In sum, it appeared that there was somewhat less concern regarding the implications of the Primary Care Choice Reform for equity in access to care in the rural areas in Västernorrland county compared to the other cases. The political leadership expressed a more positive attitude towards the reform, which is not surprising given its political orientation. Even so, it was acknowledged that the reform implied a loss of local autonomy. Regarding measures taken to try to uphold access to care in the rural areas, Västernorrland used similar strategies as in the other cases, such as age-based capitation and rural allowances. A notable difference, however, was that no measures appeared to have been implemented which could be seen to undermine the principle of market competition, for example, in the form of allowing rural health centers to run at a loss or providing extra resources so that they could provide additional services such as inpatient care. Instead, fair and neutral competition rules so as to promote competitive markets appear to have been the overriding policy goal in this case.

Discussion

The main research question asked at the outset of the paper was how local health authorities in rural Swedish counties, obliged to implement a market-orienting reform, acted to preserve the policy goal of equity in access to care. The three case studies presented in the paper provide a clear illustration of the inherent conflict between a market-based steering logic, embodied through the reform, and the overriding goal of Swedish health care to provide equitable access to primary care services for all citizens, regardless of where they reside. They show that local political representatives and civil servants acknowledged this conflict and the general loss of the capacity of local authorities to steer health service provision as a result of the Primary Care Choice Reform. In order to live up to the reform’s demands for fair competition between all care providers, the county councils had to design accreditation rules and financing formulas which apply to all providers, regardless of their geographical location. This implies that their ability to be flexible and adapt the organization of care provision to shifting conditions, such as between urban and rural areas, was significantly reduced.

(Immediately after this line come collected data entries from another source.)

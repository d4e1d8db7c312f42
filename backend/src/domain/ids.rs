//! Strongly typed identifiers for domain records.
//!
//! Every record is keyed by a UUID; wrapping each key in its own newtype keeps
//! a poll id from being passed where a membership id is expected.

use std::fmt;

use serde::{Deserialize, Serialize};
use uuid::Uuid;

macro_rules! uuid_id {
    ($(#[$meta:meta])* $name:ident) => {
        $(#[$meta])*
        #[derive(
            Debug, Clone, Copy, PartialEq, Eq, Hash, PartialOrd, Ord, Serialize, Deserialize,
        )]
        #[serde(transparent)]
        pub struct $name(Uuid);

        impl $name {
            /// Wrap an existing UUID.
            #[must_use]
            pub const fn from_uuid(uuid: Uuid) -> Self {
                Self(uuid)
            }

            /// Generate a fresh random identifier.
            #[must_use]
            pub fn random() -> Self {
                Self(Uuid::new_v4())
            }

            /// Borrow the underlying UUID.
            #[must_use]
            pub const fn as_uuid(&self) -> &Uuid {
                &self.0
            }
        }

        impl From<Uuid> for $name {
            fn from(value: Uuid) -> Self {
                Self(value)
            }
        }

        impl fmt::Display for $name {
            fn fmt(&self, f: &mut fmt::Formatter<'_>) -> fmt::Result {
                fmt::Display::fmt(&self.0, f)
            }
        }
    };
}

uuid_id!(
    /// Account identifier shared with the identity provider.
    UserId
);
uuid_id!(
    /// Mess (meal subscription business) identifier.
    MessId
);
uuid_id!(
    /// Neighbourhood area identifier.
    AreaId
);
uuid_id!(
    /// Membership identifier.
    MembershipId
);
uuid_id!(
    /// Attendance record identifier.
    AttendanceId
);
uuid_id!(
    /// Menu post identifier.
    MenuPostId
);
uuid_id!(
    /// Poll identifier.
    PollId
);
uuid_id!(
    /// Poll vote identifier.
    VoteId
);
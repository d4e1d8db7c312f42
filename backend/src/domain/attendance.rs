//! Per-day, per-meal attendance records.

use std::collections::HashMap;

use chrono::NaiveDate;

use super::{AttendanceId, MealType, Membership, MembershipId, MembershipStatus};

vocabulary!(
    /// Who recorded an attendance entry.
    MarkedBy, "marked by" {
        /// The member marked themselves.
        Member => "member",
        /// The mess owner (or a super-admin) marked the member.
        Owner => "owner",
    }
);

/// A single (membership, date, meal) slot.
#[derive(Debug, Clone, Copy, PartialEq, Eq, Hash)]
pub struct AttendanceSlot {
    /// Membership the slot belongs to.
    pub membership_id: MembershipId,
    /// Calendar day.
    pub date: NaiveDate,
    /// Meal within the day.
    pub meal_type: MealType,
}

/// Stored presence for one slot. At most one exists per slot.
#[derive(Debug, Clone, PartialEq, Eq)]
pub struct AttendanceRecord {
    /// Record identifier.
    pub id: AttendanceId,
    /// Membership the record belongs to.
    pub membership_id: MembershipId,
    /// Calendar day.
    pub date: NaiveDate,
    /// Meal within the day.
    pub meal_type: MealType,
    /// Whether the member attended.
    pub is_present: bool,
    /// Who last changed the record.
    pub marked_by: MarkedBy,
}

impl AttendanceRecord {
    /// Slot this record occupies.
    pub const fn slot(&self) -> AttendanceSlot {
        AttendanceSlot {
            membership_id: self.membership_id,
            date: self.date,
            meal_type: self.meal_type,
        }
    }
}

/// Whether `membership` is included in the headcount for `meal` on `date`.
pub fn counts_towards(membership: &Membership, date: NaiveDate, meal: MealType) -> bool {
    membership.is_eligible_for(meal) && membership.status_on(date) != MembershipStatus::Expired
}

/// Count present records for a slot whose membership is eligible for the meal
/// and not expired on that date.
///
/// Records whose membership is missing from `memberships` are ignored.
pub fn count_present(
    records: &[AttendanceRecord],
    memberships: &[Membership],
    date: NaiveDate,
    meal: MealType,
) -> u64 {
    let by_id: HashMap<MembershipId, &Membership> =
        memberships.iter().map(|m| (m.id, m)).collect();
    let count = records
        .iter()
        .filter(|record| record.is_present && record.date == date && record.meal_type == meal)
        .filter(|record| {
            by_id
                .get(&record.membership_id)
                .is_some_and(|membership| counts_towards(membership, date, meal))
        })
        .count();
    u64::try_from(count).unwrap_or(u64::MAX)
}

/// One line of the owner's attendance sheet.
#[derive(Debug, Clone, PartialEq, Eq)]
pub struct RosterEntry {
    /// Eligible membership.
    pub membership: Membership,
    /// Status on the roster date.
    pub status: MembershipStatus,
    /// Whether a present record exists for the slot.
    pub is_present: bool,
}

#[cfg(test)]
mod tests {
    use super::*;
    use crate::domain::{MealsPerDay, MessId, PlanType, StoredMembershipStatus, UserId};
    use rstest::{fixture, rstest};

    fn date(y: i32, m: u32, d: u32) -> NaiveDate {
        NaiveDate::from_ymd_opt(y, m, d).expect("valid date")
    }

    #[fixture]
    fn day() -> NaiveDate {
        date(2025, 3, 10)
    }

    fn membership(meals: MealsPerDay, end_date: NaiveDate) -> Membership {
        Membership {
            id: MembershipId::random(),
            user_id: UserId::random(),
            mess_id: MessId::random(),
            plan_type: PlanType::Monthly,
            meals_per_day: meals,
            start_date: date(2025, 2, 1),
            end_date,
            stored_status: StoredMembershipStatus::Active,
        }
    }

    fn present(membership: &Membership, day: NaiveDate, meal: MealType) -> AttendanceRecord {
        AttendanceRecord {
            id: AttendanceId::random(),
            membership_id: membership.id,
            date: day,
            meal_type: meal,
            is_present: true,
            marked_by: MarkedBy::Member,
        }
    }

    #[rstest]
    fn counts_only_eligible_unexpired_memberships(day: NaiveDate) {
        let lunch = membership(MealsPerDay::Lunch, date(2025, 4, 1));
        let both = membership(MealsPerDay::Both, date(2025, 4, 1));
        let dinner_only = membership(MealsPerDay::Dinner, date(2025, 4, 1));
        let expired = membership(MealsPerDay::Both, date(2025, 3, 9));
        let records = vec![
            present(&lunch, day, MealType::Lunch),
            present(&both, day, MealType::Lunch),
            present(&dinner_only, day, MealType::Lunch),
            present(&expired, day, MealType::Lunch),
        ];
        let memberships = vec![lunch, both, dinner_only, expired];

        assert_eq!(
            count_present(&records, &memberships, day, MealType::Lunch),
            2
        );
    }

    #[rstest]
    fn absent_records_are_not_counted(day: NaiveDate) {
        let member = membership(MealsPerDay::Both, date(2025, 4, 1));
        let mut record = present(&member, day, MealType::Dinner);
        record.is_present = false;

        assert_eq!(
            count_present(&[record], &[member], day, MealType::Dinner),
            0
        );
    }

    #[rstest]
    fn expiry_is_judged_on_the_queried_date() {
        let member = membership(MealsPerDay::Both, date(2025, 3, 10));
        let earlier = date(2025, 3, 10);
        let record = present(&member, earlier, MealType::Lunch);

        assert_eq!(
            count_present(&[record], &[member], earlier, MealType::Lunch),
            1
        );
    }
}
//! Driving port for membership reads.

use async_trait::async_trait;

use crate::domain::{Actor, Error, MembershipView, MessId};

/// Domain use-case port for listing memberships with derived status.
#[cfg_attr(test, mockall::automock)]
#[async_trait]
pub trait MembershipQuery: Send + Sync {
    /// Every membership of a mess, newest start first.
    async fn list_for_mess(&self, actor: &Actor, mess: MessId)
    -> Result<Vec<MembershipView>, Error>;

    /// Memberships with between zero and `window_days` days left, soonest
    /// first.
    async fn list_expiring_within(
        &self,
        actor: &Actor,
        mess: MessId,
        window_days: i64,
    ) -> Result<Vec<MembershipView>, Error>;

    /// The caller's latest membership, optionally at one mess.
    async fn current_for_user(
        &self,
        actor: &Actor,
        mess: Option<MessId>,
    ) -> Result<MembershipView, Error>;
}
//! Messes and the areas they are listed under.

use super::{AreaId, MessId, UserId};

/// Neighbourhood used to group messes for guests.
#[derive(Debug, Clone, PartialEq, Eq)]
pub struct Area {
    /// Record identifier.
    pub id: AreaId,
    /// Display name.
    pub name: String,
    /// Whether the area is offered to guests.
    pub is_active: bool,
}

/// A meal-subscription business.
#[derive(Debug, Clone, PartialEq)]
pub struct Mess {
    /// Record identifier.
    pub id: MessId,
    /// Display name.
    pub name: String,
    /// Short marketing line.
    pub tagline: Option<String>,
    /// Cuisine the mess is known for.
    pub speciality: Option<String>,
    /// Street address.
    pub address: Option<String>,
    /// Latitude in decimal degrees.
    pub latitude: Option<f64>,
    /// Longitude in decimal degrees.
    pub longitude: Option<f64>,
    /// Phone number shown to guests.
    pub contact_number: Option<String>,
    /// Assigned owner account.
    pub owner_id: Option<UserId>,
    /// Area the mess is listed under.
    pub area_id: Option<AreaId>,
    /// Whether the mess is listed.
    pub is_active: bool,
}

/// Partial profile update; `None` leaves a field unchanged.
#[derive(Debug, Clone, Default, PartialEq)]
pub struct MessProfileChanges {
    /// New display name; must not be blank.
    pub name: Option<String>,
    /// New tagline.
    pub tagline: Option<String>,
    /// New speciality.
    pub speciality: Option<String>,
    /// New address.
    pub address: Option<String>,
    /// New latitude.
    pub latitude: Option<f64>,
    /// New longitude.
    pub longitude: Option<f64>,
    /// New phone number.
    pub contact_number: Option<String>,
    /// New area.
    pub area_id: Option<AreaId>,
}

/// Failure raised by [`Mess::apply`].
#[derive(Debug, Clone, Copy, PartialEq, Eq, thiserror::Error)]
pub enum MessProfileError {
    /// Name empty once trimmed.
    #[error("name must not be blank")]
    BlankName,
    /// Coordinate outside the valid range.
    #[error("coordinates must be valid latitude and longitude values")]
    InvalidCoordinates,
}

/// A new mess as submitted by a super-admin.
#[derive(Debug, Clone, Default, PartialEq, Eq)]
pub struct MessDraft {
    /// Display name; must not be blank.
    pub name: String,
    /// Area to list the mess under.
    pub area_id: Option<AreaId>,
    /// Owner account to link; must be an owner without a mess.
    pub owner_id: Option<UserId>,
    /// Short marketing line.
    pub tagline: Option<String>,
    /// Street address.
    pub address: Option<String>,
}

fn non_blank(value: Option<String>) -> Option<String> {
    value
        .map(|text| text.trim().to_owned())
        .filter(|text| !text.is_empty())
}

impl MessDraft {
    /// Validate the draft into a listed mess with the given id.
    pub fn into_mess(self, id: MessId) -> Result<Mess, MessProfileError> {
        let name = self.name.trim();
        if name.is_empty() {
            return Err(MessProfileError::BlankName);
        }
        Ok(Mess {
            id,
            name: name.to_owned(),
            tagline: non_blank(self.tagline),
            speciality: None,
            address: non_blank(self.address),
            latitude: None,
            longitude: None,
            contact_number: None,
            owner_id: self.owner_id,
            area_id: self.area_id,
            is_active: true,
        })
    }
}

impl Mess {
    /// Apply `changes` in place.
    pub fn apply(&mut self, changes: MessProfileChanges) -> Result<(), MessProfileError> {
        if let Some(name) = changes.name {
            let trimmed = name.trim();
            if trimmed.is_empty() {
                return Err(MessProfileError::BlankName);
            }
            self.name = trimmed.to_owned();
        }
        if changes
            .latitude
            .is_some_and(|lat| !lat.is_finite() || !(-90.0..=90.0).contains(&lat))
            || changes
                .longitude
                .is_some_and(|lng| !lng.is_finite() || !(-180.0..=180.0).contains(&lng))
        {
            return Err(MessProfileError::InvalidCoordinates);
        }
        if changes.tagline.is_some() {
            self.tagline = changes.tagline;
        }
        if changes.speciality.is_some() {
            self.speciality = changes.speciality;
        }
        if changes.address.is_some() {
            self.address = changes.address;
        }
        if changes.latitude.is_some() {
            self.latitude = changes.latitude;
        }
        if changes.longitude.is_some() {
            self.longitude = changes.longitude;
        }
        if changes.contact_number.is_some() {
            self.contact_number = changes.contact_number;
        }
        if changes.area_id.is_some() {
            self.area_id = changes.area_id;
        }
        Ok(())
    }
}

Counties led by majority left-wing politicians were critical of the reforms, which they viewed as a threat to maintaining access and developing innovative solutions for health care provision in rural areas with low population density. The case studies presented in the article also confirm findings in previous research regarding the general challenges associated with care provision in rural areas, such as a small and shrinking population base, long traveling distances, and the difficulties in recruiting medical staff [2, 25].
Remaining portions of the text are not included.